Un impero milionario, secondo l’accusa, messo su grazie all’evasione delle imposte che l’imprenditore Picentino auto-riciclava in società ed investimenti anche all’estero: Danimarca, a Copenaghen, e in Estonia, a Tallin. L’attività investigativa del Gico, coordinate dal pm antimafia Vincenzo Senatore, ha  ricostruito il vasto patrimonio (societario, immobiliare, finanziario) accumulato da Attanasio e l’associazione per delinquere (quindici sono gli indagati) che gli avrebbe consentito il precoce arricchimento in questi anni.

Secondo le accuse al centro dei movimenti finanziari c’era sempre lui, direttamente o attraverso una rete di prestanome, a volte anche dello stesso ambito familiare, ai quali intestava i beni.

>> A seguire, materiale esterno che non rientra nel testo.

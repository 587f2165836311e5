//! Logger initialization for the stencil binary.

/// Routes `log` output to stderr: debug details with `--verbose`, warnings and errors otherwise.
pub fn init_logger(verbose: bool) {
    env_logger::Builder::new()
        .filter_level(if verbose {
            log::LevelFilter::Debug
        } else {
            log::LevelFilter::Warn
        })
        .init();
}
//! Command-line interface implementation for stencil.
//! Provides argument parsing and help text formatting using clap.

use clap::{error::ErrorKind, Args as ClapArgs, CommandFactory, Parser, Subcommand};
use std::path::PathBuf;

use crate::constants::{DEFAULT_TEMPLATE, DEFAULT_TEMPLATES_DIR};

/// Command-line arguments structure for stencil.
#[derive(Parser, Debug)]
#[command(author, version, about = "stencil: generate code from template trees", long_about = None)]
pub struct Args {
    /// Enable verbose logging output
    #[arg(short, long, global = true)]
    pub verbose: bool,

    /// Directory holding the template trees
    #[arg(long, value_name = "DIR", default_value = DEFAULT_TEMPLATES_DIR, global = true)]
    pub templates: PathBuf,

    #[command(subcommand)]
    pub command: Command,
}

#[derive(Subcommand, Debug)]
pub enum Command {
    /// Generate types.proto code
    ///
    /// Code generation is skipped when the output directory already holds the generated files.
    GenTypesPb(OutputArgs),

    /// Generate code from a preset declared in a template manifest
    Generate {
        /// Preset name, as declared in the template manifest
        #[arg(value_name = "PRESET")]
        preset: String,

        /// Template to generate from
        #[arg(short, long, default_value = DEFAULT_TEMPLATE)]
        template: String,

        #[command(flatten)]
        output: OutputArgs,
    },

    /// List templates and their presets
    List,
}

/// Module name and output directory shared by the generating commands.
#[derive(ClapArgs, Debug, Clone, Default)]
pub struct OutputArgs {
    /// Module name written in place of the template's placeholder
    #[arg(short, long)]
    pub module_name: Option<String>,

    /// Output directory, default is ./<preset>_<time>.
    /// If it holds a go.mod, its module name is used and --module-name can be omitted.
    #[arg(short, long, value_name = "DIR")]
    pub out: Option<PathBuf>,
}

/// Parses command line arguments and returns the Args structure.
///
/// # Exits
/// * With status code 1 and the help text if no command is given
/// * With clap's default error handling for other argument errors
pub fn get_args() -> Args {
    match Args::try_parse() {
        Ok(args) => args,
        Err(e) => {
            if matches!(
                e.kind(),
                ErrorKind::MissingRequiredArgument
                    | ErrorKind::DisplayHelpOnMissingArgumentOrSubcommand
                    | ErrorKind::MissingSubcommand
            ) {
                if let Err(err) = Args::command()
                    .help_template(
                        r#"{about-section}
{usage-heading} {usage}

{all-args}
{after-help}
"#,
                    )
                    .print_help()
                {
                    eprintln!("Failed to print help: {}", err);
                }
                std::process::exit(1);
            } else {
                e.exit();
            }
        }
    }
}
//! Selection of the files and directories of a template tree that take part in a run.
//!
//! Paths are handled as [`RelPath`]s: forward-slash relative paths from the
//! template root, independent of the host separator.

use globset::{GlobBuilder, GlobSet, GlobSetBuilder};
use std::fmt;
use std::path::{Path, PathBuf};

use crate::error::{Error, Result};

/// Canonical forward-slash path relative to a tree root. The root itself is the empty path.
#[derive(Debug, Clone, PartialEq, Eq, Hash, PartialOrd, Ord, Default)]
pub struct RelPath(String);

impl RelPath {
    /// Normalizes `raw`: backslashes become `/`, `.` and empty components are dropped.
    ///
    /// # Errors
    /// * `Error::ConfigError` for absolute paths or `..` components
    pub fn new(raw: &str) -> Result<Self> {
        let unified = raw.replace('\\', "/");
        if unified.starts_with('/') || has_drive_prefix(&unified) {
            return Err(Error::ConfigError(format!(
                "'{}' must be relative to the template root",
                raw
            )));
        }
        let mut parts = Vec::new();
        for part in unified.split('/') {
            match part {
                "" | "." => continue,
                ".." => {
                    return Err(Error::ConfigError(format!(
                        "'{}' must not leave the template root",
                        raw
                    )))
                }
                part => parts.push(part),
            }
        }
        Ok(Self(parts.join("/")))
    }

    /// Builds the relative path of `path` below `root`.
    pub fn from_root(root: &Path, path: &Path) -> Result<Self> {
        let relative = path.strip_prefix(root).map_err(|_| {
            Error::TemplateError(format!(
                "'{}' is outside of '{}'",
                path.display(),
                root.display()
            ))
        })?;
        let mut parts = Vec::new();
        for component in relative.components() {
            let part = component.as_os_str().to_str().ok_or_else(|| {
                Error::TemplateError(format!("'{}' is not valid UTF-8", path.display()))
            })?;
            parts.push(part);
        }
        Ok(Self(parts.join("/")))
    }

    /// Wraps an already forward-slash path without normalizing it.
    ///
    /// Returns `None` for empty or absolute paths and for empty, `.` or `..`
    /// components. Backslashes and colons are ordinary name characters here.
    pub fn from_slash_path(path: &str) -> Option<Self> {
        let valid = !path.is_empty()
            && path
                .split('/')
                .all(|part| !part.is_empty() && part != "." && part != "..");
        valid.then(|| Self(path.to_string()))
    }

    pub fn root() -> Self {
        Self::default()
    }

    pub fn is_root(&self) -> bool {
        self.0.is_empty()
    }

    pub fn as_str(&self) -> &str {
        &self.0
    }

    /// Final component, or the empty string for the root.
    pub fn file_name(&self) -> &str {
        self.0.rsplit('/').next().unwrap_or_default()
    }

    pub fn parent(&self) -> RelPath {
        match self.0.rfind('/') {
            Some(idx) => Self(self.0[..idx].to_string()),
            None => Self::root(),
        }
    }

    /// True when `self` is `dir` or lies below it. Everything lies below the root.
    pub fn is_within(&self, dir: &RelPath) -> bool {
        dir.is_root()
            || self.0 == dir.0
            || (self.0.starts_with(&dir.0) && self.0.as_bytes()[dir.0.len()] == b'/')
    }

    /// Converts to a host path below `root`, using the native separator.
    pub fn to_native(&self, root: &Path) -> PathBuf {
        self.0
            .split('/')
            .filter(|part| !part.is_empty())
            .fold(root.to_path_buf(), |path, part| path.join(part))
    }
}

impl fmt::Display for RelPath {
    fn fmt(&self, f: &mut fmt::Formatter<'_>) -> fmt::Result {
        f.write_str(&self.0)
    }
}

fn has_drive_prefix(path: &str) -> bool {
    let bytes = path.as_bytes();
    bytes.len() >= 2 && bytes[0].is_ascii_alphabetic() && bytes[1] == b':'
}

/// Decides which parts of a template tree participate in a generation.
///
/// Exclusion always wins over inclusion.
#[derive(Debug, Clone)]
pub struct Selection {
    include_dirs: Vec<RelPath>,
    exclude_dirs: Vec<RelPath>,
    exclude_names: GlobSet,
    exclude_paths: GlobSet,
}

impl Default for Selection {
    fn default() -> Self {
        Self {
            include_dirs: Vec::new(),
            exclude_dirs: Vec::new(),
            exclude_names: GlobSet::empty(),
            exclude_paths: GlobSet::empty(),
        }
    }
}

impl Selection {
    /// Selection that takes the whole tree.
    pub fn all() -> Self {
        Self::default()
    }

    pub fn builder() -> SelectionBuilder {
        SelectionBuilder::default()
    }

    /// A directory is entered when it is inside an include entry (or there are none)
    /// and not inside any exclude entry.
    pub fn should_enter_dir(&self, dir: &RelPath) -> bool {
        let included =
            self.include_dirs.is_empty() || self.include_dirs.iter().any(|inc| dir.is_within(inc));
        included && !self.is_dir_excluded(dir)
    }

    /// Like [`Selection::should_enter_dir`], but also descends into the ancestors of
    /// include entries so a walk can reach them.
    pub fn should_descend(&self, dir: &RelPath) -> bool {
        if self.is_dir_excluded(dir) {
            return false;
        }
        self.include_dirs.is_empty()
            || self
                .include_dirs
                .iter()
                .any(|inc| dir.is_within(inc) || inc.is_within(dir))
    }

    /// A file is included when its directory would be entered and no exclude pattern matches it.
    pub fn should_include_file(&self, file: &RelPath) -> bool {
        self.should_enter_dir(&file.parent()) && !self.is_file_excluded(file)
    }

    fn is_dir_excluded(&self, dir: &RelPath) -> bool {
        self.exclude_dirs.iter().any(|exc| dir.is_within(exc))
    }

    fn is_file_excluded(&self, file: &RelPath) -> bool {
        self.exclude_names.is_match(file.file_name()) || self.exclude_paths.is_match(file.as_str())
    }
}

/// Collects selection entries, validating them on [`SelectionBuilder::build`].
#[derive(Debug, Default, Clone)]
pub struct SelectionBuilder {
    include_dirs: Vec<String>,
    exclude_dirs: Vec<String>,
    exclude_files: Vec<String>,
}

impl SelectionBuilder {
    /// Limits the run to this subdirectory (and everything below it).
    pub fn include_dir<S: Into<String>>(mut self, dir: S) -> Self {
        self.include_dirs.push(dir.into());
        self
    }

    pub fn exclude_dir<S: Into<String>>(mut self, dir: S) -> Self {
        self.exclude_dirs.push(dir.into());
        self
    }

    /// Skips files matching `pattern`. Patterns without a `/` match the file name,
    /// patterns with one match the whole relative path.
    pub fn exclude_file<S: Into<String>>(mut self, pattern: S) -> Self {
        self.exclude_files.push(pattern.into());
        self
    }

    pub fn include_dirs<I, S>(self, dirs: I) -> Self
    where
        I: IntoIterator<Item = S>,
        S: Into<String>,
    {
        dirs.into_iter().fold(self, |builder, dir| builder.include_dir(dir))
    }

    pub fn exclude_dirs<I, S>(self, dirs: I) -> Self
    where
        I: IntoIterator<Item = S>,
        S: Into<String>,
    {
        dirs.into_iter().fold(self, |builder, dir| builder.exclude_dir(dir))
    }

    pub fn exclude_files<I, S>(self, patterns: I) -> Self
    where
        I: IntoIterator<Item = S>,
        S: Into<String>,
    {
        patterns
            .into_iter()
            .fold(self, |builder, pattern| builder.exclude_file(pattern))
    }

    /// # Errors
    /// * `Error::ConfigError` if a directory entry is absolute or leaves the root
    /// * `Error::PatternError` if a file pattern is not a valid glob
    pub fn build(self) -> Result<Selection> {
        let include_dirs = self
            .include_dirs
            .iter()
            .map(|dir| RelPath::new(dir))
            .collect::<Result<Vec<_>>>()?;
        let exclude_dirs = self
            .exclude_dirs
            .iter()
            .map(|dir| RelPath::new(dir))
            .collect::<Result<Vec<_>>>()?;

        let mut names = GlobSetBuilder::new();
        let mut paths = GlobSetBuilder::new();
        for pattern in &self.exclude_files {
            let unified = pattern.replace('\\', "/");
            let pattern = unified.trim_start_matches("./");
            let glob = GlobBuilder::new(pattern).literal_separator(true).build()?;
            if pattern.contains('/') {
                paths.add(glob);
            } else {
                names.add(glob);
            }
        }

        Ok(Selection {
            include_dirs,
            exclude_dirs,
            exclude_names: names.build()?,
            exclude_paths: paths.build()?,
        })
    }
}

#[cfg(test)]
mod tests {
    use super::*;

    fn rel(path: &str) -> RelPath {
        RelPath::new(path).unwrap()
    }

    #[test]
    fn test_rel_path_normalization() {
        assert_eq!(rel("api\\types\\").as_str(), "api/types");
        assert_eq!(rel("./api//types/").as_str(), "api/types");
        assert!(rel(".").is_root());
        assert!(RelPath::new("../api").is_err());
        assert!(RelPath::new("/api").is_err());
        assert!(RelPath::new("C:\\api").is_err());
    }

    #[test]
    fn test_rel_path_from_slash_path() {
        assert_eq!(RelPath::from_slash_path("a\\b.txt").unwrap().as_str(), "a\\b.txt");
        assert_eq!(RelPath::from_slash_path("a:b.txt").unwrap().as_str(), "a:b.txt");
        assert_eq!(RelPath::from_slash_path("api/types").unwrap(), rel("api/types"));
        for invalid in ["", "/abs", "a//b", "a/./b", "../b", "a/"] {
            assert!(RelPath::from_slash_path(invalid).is_none(), "{}", invalid);
        }
    }

    #[test]
    fn test_rel_path_within() {
        assert!(rel("api/types").is_within(&rel("api")));
        assert!(rel("api").is_within(&rel("api")));
        assert!(!rel("apis").is_within(&rel("api")));
        assert!(!rel("api").is_within(&rel("api/types")));
        assert!(rel("anything").is_within(&RelPath::root()));
    }

    #[test]
    fn test_rel_path_parent_and_name() {
        assert_eq!(rel("api/types/types.proto").parent(), rel("api/types"));
        assert_eq!(rel("go.mod").parent(), RelPath::root());
        assert_eq!(rel("api/types/types.proto").file_name(), "types.proto");
    }

    #[test]
    fn test_rel_path_to_native() {
        let path = rel("api/types/types.proto").to_native(Path::new("out"));
        assert_eq!(path, Path::new("out").join("api").join("types").join("types.proto"));
    }

    #[test]
    fn test_empty_selection_takes_everything() {
        let selection = Selection::all();
        assert!(selection.should_enter_dir(&rel("internal/model")));
        assert!(selection.should_include_file(&rel("go.mod")));
    }

    #[test]
    fn test_include_dirs_are_prefixes() {
        let selection = Selection::builder().include_dir("api/types").build().unwrap();
        assert!(selection.should_enter_dir(&rel("api/types")));
        assert!(selection.should_enter_dir(&rel("api/types/nested")));
        assert!(!selection.should_enter_dir(&rel("api")));
        assert!(!selection.should_enter_dir(&rel("api/user")));

        assert!(selection.should_descend(&rel("api")));
        assert!(!selection.should_descend(&rel("internal")));

        assert!(selection.should_include_file(&rel("api/types/nested/a.proto")));
        assert!(!selection.should_include_file(&rel("api/readme.md")));
        assert!(!selection.should_include_file(&rel("go.mod")));
    }

    #[test]
    fn test_exclusion_wins() {
        let selection = Selection::builder()
            .include_dir("api")
            .exclude_dir("api")
            .build()
            .unwrap();
        assert!(!selection.should_enter_dir(&rel("api")));
        assert!(!selection.should_descend(&rel("api")));

        let selection = Selection::builder()
            .include_dir("api")
            .exclude_dir("api/internal")
            .build()
            .unwrap();
        assert!(selection.should_enter_dir(&rel("api/types")));
        assert!(!selection.should_enter_dir(&rel("api/internal/x")));
        assert!(!selection.should_include_file(&rel("api/internal/x.go")));
    }

    #[test]
    fn test_exclude_files_by_name_and_path() {
        let selection = Selection::builder()
            .exclude_file("types.pb.go")
            .exclude_file("*.tmp")
            .exclude_file("api/readme.md")
            .build()
            .unwrap();
        assert!(!selection.should_include_file(&rel("api/types/types.pb.go")));
        assert!(!selection.should_include_file(&rel("types.pb.go")));
        assert!(!selection.should_include_file(&rel("deep/cache.tmp")));
        assert!(!selection.should_include_file(&rel("api/readme.md")));
        assert!(selection.should_include_file(&rel("docs/readme.md")));
        assert!(selection.should_include_file(&rel("api/types/types.proto")));
    }

    #[test]
    fn test_invalid_pattern() {
        let result = Selection::builder().exclude_file("a[").build();
        assert!(matches!(result, Err(Error::PatternError(_))));
    }
}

Denaro che transitava da un conto all’altro, da una società all’altra, in Italia e all’Estero, rendendo complicata anche la tracciabilità delle movimentazioni bancarie.

 

Enrico Bisogni, uno dei “gemelli” di Bellizzi, considerato il referente del gruppo che aveva assunto l’eredità del clan Pecoraro-Renna, risulta alle dipendenze della coop “Sva” (Servizio Verifica Appalti), dal 2012 al 2016, come addetto alla distribuzione di abbigliamento antinfortunistico. Le indagini hanno rivelato che Bisogni aveva un’autonomia decisionale soprattutto nel reclutamento e impiego del personale nelle varie società di Attanasio.

Non solo appoggi, ma anche solidarietà in occasione di arresti. Un’ipotesi accusatoria che non ha retto il vaglio del riesame.